use crate::domain::portfolio::Portfolio;
use crate::utils::error::{PortfolioError, Result};
use std::path::Path;
use std::sync::Arc;

/// 編譯時內嵌的作品集內容
pub const EMBEDDED_PORTFOLIO: &str = include_str!("../../data/portfolio.toml");

/// 提供唯讀的作品集文件。
///
/// 解析在建構時只做一次；若內容有誤，錯誤會保留下來並在每次 `get_portfolio`
/// 時以 `DataError` 回報，伺服器其他端點仍可正常運作。
#[derive(Debug, Clone)]
pub struct PortfolioProvider {
    document: std::result::Result<Arc<Portfolio>, String>,
}

impl PortfolioProvider {
    pub fn embedded() -> Self {
        Self::from_toml_str(EMBEDDED_PORTFOLIO)
    }

    /// 從磁碟載入；檔案讀不到屬於啟動設定錯誤，直接回傳
    pub fn from_file<P: AsRef<Path>>(path: P) -> Result<Self> {
        let content = std::fs::read_to_string(&path)?;
        tracing::debug!("Loaded portfolio document from {}", path.as_ref().display());
        Ok(Self::from_toml_str(&content))
    }

    pub fn from_toml_str(content: &str) -> Self {
        let document = parse_portfolio(content).map(Arc::new).map_err(|e| {
            tracing::error!("❌ Portfolio document is malformed: {}", e);
            e.to_string()
        });
        Self { document }
    }

    pub fn get_portfolio(&self) -> Result<Arc<Portfolio>> {
        match &self.document {
            Ok(portfolio) => Ok(Arc::clone(portfolio)),
            Err(message) => Err(PortfolioError::DataError {
                message: message.clone(),
            }),
        }
    }
}

fn parse_portfolio(content: &str) -> Result<Portfolio> {
    let portfolio: Portfolio = toml::from_str(content).map_err(|e| PortfolioError::DataError {
        message: format!("TOML parsing error: {}", e),
    })?;

    let personal = &portfolio.personal;
    for (field, value) in [
        ("personal.name", &personal.name),
        ("personal.title", &personal.title),
        ("personal.email", &personal.email),
        ("personal.bio", &personal.bio),
    ] {
        if value.trim().is_empty() {
            return Err(PortfolioError::DataError {
                message: format!("{} cannot be empty", field),
            });
        }
    }

    Ok(portfolio)
}
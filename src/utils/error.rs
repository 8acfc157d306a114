use serde::Serialize;
use thiserror::Error;

/// 單一欄位的驗證錯誤，格式與前端既有的 `{loc, msg, type}` 相容
#[derive(Debug, Clone, PartialEq, Eq, Serialize)]
pub struct FieldError {
    pub loc: Vec<String>,
    pub msg: String,
    #[serde(rename = "type")]
    pub kind: String,
}

impl FieldError {
    pub fn new(field: &str, msg: impl Into<String>, kind: impl Into<String>) -> Self {
        Self {
            loc: vec!["body".to_string(), field.to_string()],
            msg: msg.into(),
            kind: kind.into(),
        }
    }

    /// 整個 request body 的錯誤 (JSON 格式錯誤、型別不符)
    pub fn body(msg: impl Into<String>, kind: impl Into<String>) -> Self {
        Self {
            loc: vec!["body".to_string()],
            msg: msg.into(),
            kind: kind.into(),
        }
    }

    pub fn missing(field: &str) -> Self {
        Self::new(field, "Field required", "missing")
    }

    /// 欄位名稱 (loc 的最後一段)
    pub fn field(&self) -> &str {
        self.loc.last().map(String::as_str).unwrap_or_default()
    }
}

#[derive(Error, Debug)]
pub enum PortfolioError {
    #[error("Validation error: {}", summarize(.errors))]
    ValidationError { errors: Vec<FieldError> },

    #[error("Storage error: {message}")]
    StorageError { message: String },

    #[error("Notification error: {message}")]
    NotificationError { message: String },

    #[error("Portfolio data error: {message}")]
    DataError { message: String },

    #[error("Missing configuration: {field}")]
    MissingConfigError { field: String },

    #[error("Invalid configuration value for {field} ({value}): {reason}")]
    InvalidConfigValueError {
        field: String,
        value: String,
        reason: String,
    },

    #[error("API request failed: {0}")]
    ApiError(#[from] reqwest::Error),

    #[error("Unexpected response status {status}: {body}")]
    UnexpectedStatus { status: u16, body: String },

    #[error("IO error: {0}")]
    IoError(#[from] std::io::Error),
}

#[derive(Debug, Clone, Copy, PartialEq, Eq)]
pub enum ErrorCategory {
    /// 呼叫端造成 (4xx)
    Client,
    /// 基礎設施造成 (資料庫、郵件伺服器)
    Infrastructure,
    /// 部署或設定問題
    Deployment,
}

impl PortfolioError {
    pub fn validation(errors: Vec<FieldError>) -> Self {
        Self::ValidationError { errors }
    }

    pub fn storage(message: impl Into<String>) -> Self {
        Self::StorageError {
            message: message.into(),
        }
    }

    pub fn notification(message: impl Into<String>) -> Self {
        Self::NotificationError {
            message: message.into(),
        }
    }

    pub fn category(&self) -> ErrorCategory {
        match self {
            Self::ValidationError { .. } => ErrorCategory::Client,
            Self::StorageError { .. }
            | Self::NotificationError { .. }
            | Self::ApiError(_)
            | Self::UnexpectedStatus { .. }
            | Self::IoError(_) => ErrorCategory::Infrastructure,
            Self::DataError { .. }
            | Self::MissingConfigError { .. }
            | Self::InvalidConfigValueError { .. } => ErrorCategory::Deployment,
        }
    }

    pub fn recovery_suggestion(&self) -> String {
        match self {
            Self::ValidationError { .. } => "Fix the highlighted fields and resubmit".to_string(),
            Self::StorageError { .. } => {
                "Check that MongoDB is reachable at MONGO_URL and DB_NAME is correct".to_string()
            }
            Self::NotificationError { .. } => {
                "Check SMTP_SERVER, SMTP_PORT and the SMTP credentials".to_string()
            }
            Self::DataError { .. } => "Fix the portfolio TOML document and redeploy".to_string(),
            Self::MissingConfigError { field } => {
                format!("Set the {} environment variable", field)
            }
            Self::InvalidConfigValueError { field, .. } => {
                format!("Correct the value of {}", field)
            }
            Self::ApiError(_) => "Check that the API server is running and reachable".to_string(),
            Self::UnexpectedStatus { status, .. } => {
                format!("The API answered with HTTP {}; inspect the server logs", status)
            }
            Self::IoError(_) => "Check file paths and permissions".to_string(),
        }
    }
}

fn summarize(errors: &[FieldError]) -> String {
    errors
        .iter()
        .map(|e| format!("{}: {}", e.field(), e.msg))
        .collect::<Vec<_>>()
        .join("; ")
}

impl From<mongodb::error::Error> for PortfolioError {
    fn from(err: mongodb::error::Error) -> Self {
        Self::storage(err.to_string())
    }
}

impl From<lettre::transport::smtp::Error> for PortfolioError {
    fn from(err: lettre::transport::smtp::Error) -> Self {
        Self::notification(err.to_string())
    }
}

impl From<lettre::error::Error> for PortfolioError {
    fn from(err: lettre::error::Error) -> Self {
        Self::notification(err.to_string())
    }
}

impl From<lettre::address::AddressError> for PortfolioError {
    fn from(err: lettre::address::AddressError) -> Self {
        Self::notification(format!("invalid mailbox: {}", err))
    }
}

pub type Result<T> = std::result::Result<T, PortfolioError>;
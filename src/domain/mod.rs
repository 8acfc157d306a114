// Domain layer: core models and ports (interfaces). Adapters live under crate::adapters.

pub mod model;
pub mod portfolio;
pub mod ports;
use crate::domain::model::{
    ContactFormInput, ContactResponse, ContactSubmission, Envelope, StatusCheck,
};
use crate::utils::error::{PortfolioError, Result};
use reqwest::header::HeaderMap;
use reqwest::{Client, Method, Response};
use serde::de::DeserializeOwned;
use serde::Deserialize;
use std::time::Duration;

#[derive(Debug, Clone, Deserialize)]
pub struct HealthResponse {
    pub message: String,
}

/// Portfolio API 的 HTTP client，給 smoke test 與整合測試使用
#[derive(Debug, Clone)]
pub struct ApiClient {
    base_url: String,
    client: Client,
}

impl ApiClient {
    pub fn new(base_url: impl Into<String>) -> Result<Self> {
        let client = Client::builder().timeout(Duration::from_secs(10)).build()?;
        let base_url = base_url.into().trim_end_matches('/').to_string();
        Ok(Self { base_url, client })
    }

    pub fn base_url(&self) -> &str {
        &self.base_url
    }

    fn url(&self, path: &str) -> String {
        format!("{}/api{}", self.base_url, path)
    }

    pub async fn health(&self) -> Result<HealthResponse> {
        tracing::debug!("GET {}", self.url("/"));
        let response = self.client.get(self.url("/")).send().await?;
        decode(response).await
    }

    /// 作品集以原始 JSON 回傳，方便檢查欄位是否齊全
    pub async fn portfolio(&self) -> Result<Envelope<serde_json::Value>> {
        let response = self.client.get(self.url("/portfolio")).send().await?;
        decode(response).await
    }

    pub async fn submit_contact(&self, form: &ContactFormInput) -> Result<ContactResponse> {
        tracing::debug!("POST {}", self.url("/contact"));
        let response = self
            .client
            .post(self.url("/contact"))
            .json(form)
            .send()
            .await?;
        decode(response).await
    }

    pub async fn contacts(&self) -> Result<Envelope<Vec<ContactSubmission>>> {
        let response = self.client.get(self.url("/contacts")).send().await?;
        decode(response).await
    }

    pub async fn create_status_check(&self, client_name: &str) -> Result<StatusCheck> {
        let response = self
            .client
            .post(self.url("/status"))
            .json(&serde_json::json!({ "client_name": client_name }))
            .send()
            .await?;
        decode(response).await
    }

    pub async fn status_checks(&self) -> Result<Vec<StatusCheck>> {
        let response = self.client.get(self.url("/status")).send().await?;
        decode(response).await
    }

    /// 送出 CORS preflight，回傳 response headers
    pub async fn preflight(&self, path: &str, origin: &str) -> Result<HeaderMap> {
        let response = self
            .client
            .request(Method::OPTIONS, self.url(path))
            .header("Origin", origin)
            .header("Access-Control-Request-Method", "GET")
            .send()
            .await?;
        Ok(response.headers().clone())
    }
}

async fn decode<T: DeserializeOwned>(response: Response) -> Result<T> {
    let status = response.status();
    if !status.is_success() {
        let body = response.text().await.unwrap_or_default();
        return Err(PortfolioError::UnexpectedStatus {
            status: status.as_u16(),
            body,
        });
    }
    Ok(response.json().await?)
}
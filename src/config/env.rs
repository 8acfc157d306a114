use crate::utils::error::{PortfolioError, Result};
use crate::utils::validation::{
    is_valid_email, redact_credentials, validate_range, validate_required_field, validate_url,
    Validate,
};
use std::fmt;

pub const DEFAULT_SMTP_PORT: u16 = 587;
pub const DEFAULT_CORS_ORIGINS: &str = "*";

/// 由環境變數組成的執行設定
#[derive(Clone)]
pub struct AppConfig {
    pub mongo_url: Option<String>,
    pub db_name: Option<String>,
    pub cors_origins: Vec<String>,
    pub smtp_server: Option<String>,
    pub smtp_port: u16,
    pub smtp_username: Option<String>,
    pub smtp_password: Option<String>,
    /// SMTP_FROM；帳號不是 email 格式 (例如 `apikey`) 時必須設定
    pub smtp_from: Option<String>,
    pub contact_email: Option<String>,
}

/// 郵件轉發設定；只有 server、username、password 都存在時才會建立
#[derive(Clone, PartialEq, Eq)]
pub struct SmtpSettings {
    pub server: String,
    pub port: u16,
    pub username: String,
    pub password: String,
    /// 寄件人：SMTP_FROM，未設定時沿用 username
    pub sender: String,
    /// CONTACT_EMAIL；未設定時寄回給填表人
    pub recipient: Option<String>,
}

impl AppConfig {
    pub fn from_env() -> Result<Self> {
        Self::from_lookup(|key| std::env::var(key).ok())
    }

    /// 以任意查詢函式讀取設定，測試時不需要改動行程的環境變數
    pub fn from_lookup<F>(lookup: F) -> Result<Self>
    where
        F: Fn(&str) -> Option<String>,
    {
        // 空字串視同未設定
        let get = |key: &str| lookup(key).filter(|v| !v.trim().is_empty());

        let smtp_port = match get("SMTP_PORT") {
            Some(raw) => raw.trim().parse::<u16>().map_err(|e| {
                PortfolioError::InvalidConfigValueError {
                    field: "SMTP_PORT".to_string(),
                    value: raw.clone(),
                    reason: format!("Not a valid port number: {}", e),
                }
            })?,
            None => DEFAULT_SMTP_PORT,
        };

        let cors_origins = get("CORS_ORIGINS")
            .unwrap_or_else(|| DEFAULT_CORS_ORIGINS.to_string())
            .split(',')
            .map(|origin| origin.trim().to_string())
            .filter(|origin| !origin.is_empty())
            .collect();

        Ok(Self {
            mongo_url: get("MONGO_URL"),
            db_name: get("DB_NAME"),
            cors_origins,
            smtp_server: get("SMTP_SERVER"),
            smtp_port,
            smtp_username: get("SMTP_USERNAME"),
            smtp_password: get("SMTP_PASSWORD"),
            smtp_from: get("SMTP_FROM"),
            contact_email: get("CONTACT_EMAIL"),
        })
    }

    /// MongoDB 連線所需的 (MONGO_URL, DB_NAME)
    pub fn mongo(&self) -> Result<(&str, &str)> {
        let url = validate_required_field("MONGO_URL", &self.mongo_url)?;
        let db_name = validate_required_field("DB_NAME", &self.db_name)?;
        Ok((url.as_str(), db_name.as_str()))
    }

    pub fn smtp_settings(&self) -> Option<SmtpSettings> {
        match (&self.smtp_server, &self.smtp_username, &self.smtp_password) {
            (Some(server), Some(username), Some(password)) => Some(SmtpSettings {
                server: server.clone(),
                port: self.smtp_port,
                username: username.clone(),
                password: password.clone(),
                sender: self.smtp_from.clone().unwrap_or_else(|| username.clone()),
                recipient: self.contact_email.clone(),
            }),
            _ => None,
        }
    }

    pub fn allows_any_origin(&self) -> bool {
        self.cors_origins.is_empty() || self.cors_origins.iter().any(|o| o == "*")
    }
}

impl Validate for AppConfig {
    fn validate(&self) -> Result<()> {
        if let Some(url) = &self.mongo_url {
            validate_url("MONGO_URL", url, &["mongodb", "mongodb+srv"])?;
        }

        validate_range("SMTP_PORT", self.smtp_port, 1, u16::MAX)?;

        if let Some(email) = &self.contact_email {
            if !is_valid_email(email) {
                return Err(PortfolioError::InvalidConfigValueError {
                    field: "CONTACT_EMAIL".to_string(),
                    value: email.clone(),
                    reason: "Not a valid email address".to_string(),
                });
            }
        }

        // 寄件人會被解析成 mailbox，格式不對的話每封通知都會失敗
        if let Some(smtp) = self.smtp_settings() {
            if !is_valid_email(&smtp.sender) {
                let field = if self.smtp_from.is_some() { "SMTP_FROM" } else { "SMTP_USERNAME" };
                return Err(PortfolioError::InvalidConfigValueError {
                    field: field.to_string(),
                    value: smtp.sender,
                    reason: "Sender must be an email address; set SMTP_FROM when the SMTP \
                             username is not one"
                        .to_string(),
                });
            }
        }

        if !self.allows_any_origin() {
            for origin in &self.cors_origins {
                validate_url("CORS_ORIGINS", origin, &["http", "https"])?;
            }
        }

        Ok(())
    }
}

impl fmt::Debug for AppConfig {
    fn fmt(&self, f: &mut fmt::Formatter<'_>) -> fmt::Result {
        f.debug_struct("AppConfig")
            .field("mongo_url", &self.mongo_url.as_deref().map(redact_credentials))
            .field("db_name", &self.db_name)
            .field("cors_origins", &self.cors_origins)
            .field("smtp_server", &self.smtp_server)
            .field("smtp_port", &self.smtp_port)
            .field("smtp_username", &self.smtp_username)
            .field("smtp_password", &self.smtp_password.as_ref().map(|_| "***"))
            .field("smtp_from", &self.smtp_from)
            .field("contact_email", &self.contact_email)
            .finish()
    }
}

impl fmt::Debug for SmtpSettings {
    fn fmt(&self, f: &mut fmt::Formatter<'_>) -> fmt::Result {
        f.debug_struct("SmtpSettings")
            .field("server", &self.server)
            .field("port", &self.port)
            .field("username", &self.username)
            .field("password", &"***")
            .field("sender", &self.sender)
            .field("recipient", &self.recipient)
            .finish()
    }
}

#[cfg(test)]
mod tests {
    use super::*;
    use std::collections::HashMap;

    fn config_from(pairs: &[(&str, &str)]) -> Result<AppConfig> {
        let vars: HashMap<String, String> = pairs
            .iter()
            .map(|(k, v)| (k.to_string(), v.to_string()))
            .collect();
        AppConfig::from_lookup(|key| vars.get(key).cloned())
    }

    #[test]
    fn test_defaults() {
        let config = config_from(&[]).unwrap();
        assert_eq!(config.smtp_port, 587);
        assert_eq!(config.cors_origins, vec!["*"]);
        assert!(config.allows_any_origin());
        assert!(config.smtp_settings().is_none());
        assert!(config.validate().is_ok());
        assert!(matches!(
            config.mongo(),
            Err(PortfolioError::MissingConfigError { .. })
        ));
    }

    #[test]
    fn test_full_configuration() {
        let config = config_from(&[
            ("MONGO_URL", "mongodb://localhost:27017"),
            ("DB_NAME", "portfolio"),
            ("CORS_ORIGINS", "https://example.com, http://localhost:3000"),
            ("SMTP_SERVER", "smtp.example.com"),
            ("SMTP_PORT", "465"),
            ("SMTP_USERNAME", "mailer@example.com"),
            ("SMTP_PASSWORD", "app-password"),
            ("CONTACT_EMAIL", "owner@example.com"),
        ])
        .unwrap();

        assert!(config.validate().is_ok());
        assert_eq!(config.mongo().unwrap(), ("mongodb://localhost:27017", "portfolio"));
        assert_eq!(
            config.cors_origins,
            vec!["https://example.com", "http://localhost:3000"]
        );
        assert!(!config.allows_any_origin());

        let smtp = config.smtp_settings().unwrap();
        assert_eq!(smtp.port, 465);
        assert_eq!(smtp.recipient.as_deref(), Some("owner@example.com"));
    }

    #[test]
    fn test_smtp_settings_are_all_or_nothing() {
        let config = config_from(&[
            ("SMTP_SERVER", "smtp.example.com"),
            ("SMTP_USERNAME", "mailer@example.com"),
        ])
        .unwrap();
        assert!(config.smtp_settings().is_none());

        // 空字串等同未設定
        let config = config_from(&[
            ("SMTP_SERVER", "smtp.example.com"),
            ("SMTP_USERNAME", "mailer@example.com"),
            ("SMTP_PASSWORD", ""),
        ])
        .unwrap();
        assert!(config.smtp_settings().is_none());
    }

    #[test]
    fn test_invalid_values() {
        assert!(config_from(&[("SMTP_PORT", "not-a-port")]).is_err());

        let config = config_from(&[("SMTP_PORT", "0")]).unwrap();
        assert!(config.validate().is_err());

        let config = config_from(&[("MONGO_URL", "postgres://localhost")]).unwrap();
        assert!(config.validate().is_err());

        let config = config_from(&[("CONTACT_EMAIL", "nobody")]).unwrap();
        assert!(config.validate().is_err());

        let config = config_from(&[("CORS_ORIGINS", "example.com")]).unwrap();
        assert!(config.validate().is_err());
    }

    #[test]
    fn test_sender_defaults_to_username() {
        let config = config_from(&[
            ("SMTP_SERVER", "smtp.example.com"),
            ("SMTP_USERNAME", "mailer@example.com"),
            ("SMTP_PASSWORD", "app-password"),
        ])
        .unwrap();
        assert_eq!(config.smtp_settings().unwrap().sender, "mailer@example.com");
        assert!(config.validate().is_ok());
    }

    #[test]
    fn test_non_email_username_needs_smtp_from() {
        let pairs = [
            ("SMTP_SERVER", "smtp.sendgrid.net"),
            ("SMTP_USERNAME", "apikey"),
            ("SMTP_PASSWORD", "app-password"),
        ];

        let config = config_from(&pairs).unwrap();
        match config.validate() {
            Err(PortfolioError::InvalidConfigValueError { field, .. }) => {
                assert_eq!(field, "SMTP_USERNAME")
            }
            other => panic!("expected SMTP_USERNAME error, got {:?}", other),
        }

        let mut with_from = pairs.to_vec();
        with_from.push(("SMTP_FROM", "site@example.com"));
        let config = config_from(&with_from).unwrap();
        assert!(config.validate().is_ok());
        let smtp = config.smtp_settings().unwrap();
        assert_eq!(smtp.username, "apikey");
        assert_eq!(smtp.sender, "site@example.com");
    }

    #[test]
    fn test_debug_hides_secrets() {
        let config = config_from(&[
            ("MONGO_URL", "mongodb://admin:hunter2@db:27017"),
            ("SMTP_SERVER", "smtp.example.com"),
            ("SMTP_USERNAME", "mailer"),
            ("SMTP_PASSWORD", "app-password"),
        ])
        .unwrap();
        let rendered = format!("{:?} {:?}", config, config.smtp_settings().unwrap());
        assert!(!rendered.contains("hunter2"));
        assert!(!rendered.contains("app-password"));
    }
}
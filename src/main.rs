use clap::Parser;
use portfolio_api::adapters::http::{build_router, cors_layer, serve, shutdown_signal};
use portfolio_api::core::{Notifier, StatusCheckStore, SubmissionStore};
use portfolio_api::utils::error::ErrorCategory;
use portfolio_api::utils::{logger, validation::Validate};
use portfolio_api::{
    AppConfig, AppState, CliConfig, ContactIntake, MemoryStore, MongoStore, PortfolioProvider,
    Result, SmtpRelay,
};
use std::net::SocketAddr;
use std::sync::Arc;
use tokio::net::TcpListener;
use tower_http::cors::CorsLayer;

#[tokio::main]
async fn main() {
    let cli = CliConfig::parse();

    // 初始化日誌
    if cli.json_logs {
        logger::init_json_logger(cli.verbose);
    } else {
        logger::init_cli_logger(cli.verbose);
    }

    tracing::info!("Starting portfolio-api");
    if cli.verbose {
        tracing::debug!("CLI config: {:?}", cli);
    }

    if let Err(e) = run(cli).await {
        tracing::error!("❌ portfolio-api failed: {} (Category: {:?})", e, e.category());
        tracing::error!("💡 Recovery suggestion: {}", e.recovery_suggestion());
        eprintln!("❌ {}", e);
        eprintln!("💡 {}", e.recovery_suggestion());

        let exit_code = match e.category() {
            ErrorCategory::Deployment => 1,
            ErrorCategory::Client => 2,
            ErrorCategory::Infrastructure => 3,
        };
        std::process::exit(exit_code);
    }
}

async fn run(cli: CliConfig) -> Result<()> {
    // 讀取並驗證環境設定
    let config = AppConfig::from_env()?;
    config.validate()?;
    tracing::debug!("Environment config: {:?}", config);

    let portfolio = match &cli.portfolio_file {
        Some(path) => PortfolioProvider::from_file(path)?,
        None => PortfolioProvider::embedded(),
    };
    if let Err(e) = portfolio.get_portfolio() {
        tracing::warn!("⚠️ /api/portfolio will answer 500 until fixed: {}", e);
    }

    let cors = cors_layer(&config)?;
    let relay = SmtpRelay::new(config.smtp_settings());
    tracing::info!(
        bind = %cli.bind,
        store = if cli.memory_store { "memory" } else { "mongodb" },
        notifications = relay.is_enabled(),
        cors_any_origin = config.allows_any_origin(),
        "Startup configuration"
    );
    let notifier: Arc<dyn Notifier> = Arc::new(relay);

    if cli.memory_store {
        tracing::warn!("Using in-memory store, submissions are lost on restart");
        run_with_store(MemoryStore::new(), notifier, portfolio, cors, cli.bind).await
    } else {
        let (url, db_name) = config.mongo()?;
        let store = MongoStore::connect(url, db_name).await?;
        run_with_store(store, notifier, portfolio, cors, cli.bind).await
    }
}

async fn run_with_store<S>(
    store: S,
    notifier: Arc<dyn Notifier>,
    portfolio: PortfolioProvider,
    cors: CorsLayer,
    bind: SocketAddr,
) -> Result<()>
where
    S: SubmissionStore + StatusCheckStore + Clone + 'static,
{
    let intake = ContactIntake::new(store.clone(), notifier);
    let router = build_router(AppState::new(intake, portfolio), cors);

    let listener = TcpListener::bind(bind).await?;
    let result = serve(listener, router, shutdown_signal()).await;

    // 不論 serve 是否成功都要關閉連線
    store.close().await;
    result
}
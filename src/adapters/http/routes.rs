use crate::core::intake::ContactIntake;
use crate::core::portfolio::PortfolioProvider;
use crate::core::{StatusCheckStore, SubmissionStore};
use crate::domain::model::{
    ContactFormInput, ContactResponse, ContactSubmission, Envelope, StatusCheck, StatusCheckInput,
};
use crate::domain::portfolio::Portfolio;
use crate::utils::error::{FieldError, PortfolioError};
use axum::extract::rejection::JsonRejection;
use axum::extract::State;
use axum::http::StatusCode;
use axum::response::{IntoResponse, Response};
use axum::routing::get;
use axum::{Json, Router};
use serde_json::json;
use std::sync::Arc;

/// 舊版 status 端點一次最多回傳的筆數
pub const STATUS_LIST_LIMIT: usize = 1000;

/// 各 handler 共用的狀態，啟動時建立一次
pub struct AppState<S: SubmissionStore> {
    pub intake: ContactIntake<S>,
    pub portfolio: PortfolioProvider,
}

impl<S: SubmissionStore> AppState<S> {
    pub fn new(intake: ContactIntake<S>, portfolio: PortfolioProvider) -> Self {
        Self { intake, portfolio }
    }
}

type SharedState<S> = State<Arc<AppState<S>>>;

pub fn api_routes<S>() -> Router<Arc<AppState<S>>>
where
    S: SubmissionStore + StatusCheckStore + 'static,
{
    Router::new()
        .route("/api", get(root))
        .route("/api/", get(root))
        .route("/api/portfolio", get(get_portfolio::<S>))
        .route("/api/contact", axum::routing::post(submit_contact::<S>))
        .route("/api/contacts", get(list_contacts::<S>))
        .route(
            "/api/status",
            get(list_status_checks::<S>).post(create_status_check::<S>),
        )
}

async fn root() -> Json<serde_json::Value> {
    Json(json!({ "message": "Hello World" }))
}

async fn get_portfolio<S: SubmissionStore>(
    State(state): SharedState<S>,
) -> Result<Json<Envelope<Portfolio>>, ApiError> {
    let portfolio = state.portfolio.get_portfolio()?;
    Ok(Json(Envelope::ok(portfolio.as_ref().clone())))
}

async fn submit_contact<S: SubmissionStore>(
    State(state): SharedState<S>,
    payload: Result<Json<ContactFormInput>, JsonRejection>,
) -> Result<Json<ContactResponse>, ApiError> {
    let Json(input) = payload?;
    let receipt = state.intake.submit(input).await?;
    let response = receipt.response();

    // 通知在背景完成；回應不等待，結果只留在log
    drop(receipt.notification);

    Ok(Json(response))
}

async fn list_contacts<S: SubmissionStore>(
    State(state): SharedState<S>,
) -> Result<Json<Envelope<Vec<ContactSubmission>>>, ApiError> {
    let submissions = state.intake.list().await?;
    Ok(Json(Envelope::ok(submissions)))
}

async fn create_status_check<S: SubmissionStore + StatusCheckStore>(
    State(state): SharedState<S>,
    payload: Result<Json<StatusCheckInput>, JsonRejection>,
) -> Result<Json<StatusCheck>, ApiError> {
    let Json(input) = payload?;
    let check = StatusCheck::try_from(input)?;
    state.intake.store().append_status(&check).await?;
    Ok(Json(check))
}

async fn list_status_checks<S: SubmissionStore + StatusCheckStore>(
    State(state): SharedState<S>,
) -> Result<Json<Vec<StatusCheck>>, ApiError> {
    let checks = state.intake.store().list_status(STATUS_LIST_LIMIT).await?;
    Ok(Json(checks))
}

/// HTTP 邊界上的錯誤，負責把 `PortfolioError` 轉成狀態碼與 JSON
#[derive(Debug)]
pub struct ApiError(PortfolioError);

impl From<PortfolioError> for ApiError {
    fn from(err: PortfolioError) -> Self {
        Self(err)
    }
}

impl From<JsonRejection> for ApiError {
    fn from(rejection: JsonRejection) -> Self {
        Self(PortfolioError::validation(vec![FieldError::body(
            rejection.body_text(),
            "json_invalid",
        )]))
    }
}

impl IntoResponse for ApiError {
    fn into_response(self) -> Response {
        let (status, message, detail) = match &self.0 {
            PortfolioError::ValidationError { errors } => (
                StatusCode::UNPROCESSABLE_ENTITY,
                "Validation failed",
                json!(errors),
            ),
            PortfolioError::StorageError { .. } => (
                StatusCode::INTERNAL_SERVER_ERROR,
                "Failed to process request",
                json!("storage unavailable"),
            ),
            PortfolioError::DataError { .. } => (
                StatusCode::INTERNAL_SERVER_ERROR,
                "Portfolio data unavailable",
                json!("portfolio document is malformed"),
            ),
            _ => (
                StatusCode::INTERNAL_SERVER_ERROR,
                "Internal server error",
                serde_json::Value::Null,
            ),
        };

        if status.is_server_error() {
            tracing::error!("❌ {} ({})", message, self.0);
        } else {
            tracing::debug!("Rejected request: {}", self.0);
        }

        let body = json!({
            "success": false,
            "message": message,
            "detail": detail,
        });
        (status, Json(body)).into_response()
    }
}
// Adapters layer: concrete implementations for external systems (storage, mail, http).

pub mod http;
pub mod mail;
pub mod storage;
++++++++
Could you report all lines of the listing that hold "StatusCheckStore"?

use portfolio_api::core::{Notifier, StatusCheckStore, SubmissionStore};
    S: SubmissionStore + StatusCheckStore + Clone + 'static,
use crate::core::{StatusCheckStore, SubmissionStore};
    S: SubmissionStore + StatusCheckStore + 'static,
async fn create_status_check<S: SubmissionStore + StatusCheckStore>(
async fn list_status_checks<S: SubmissionStore + StatusCheckStore>(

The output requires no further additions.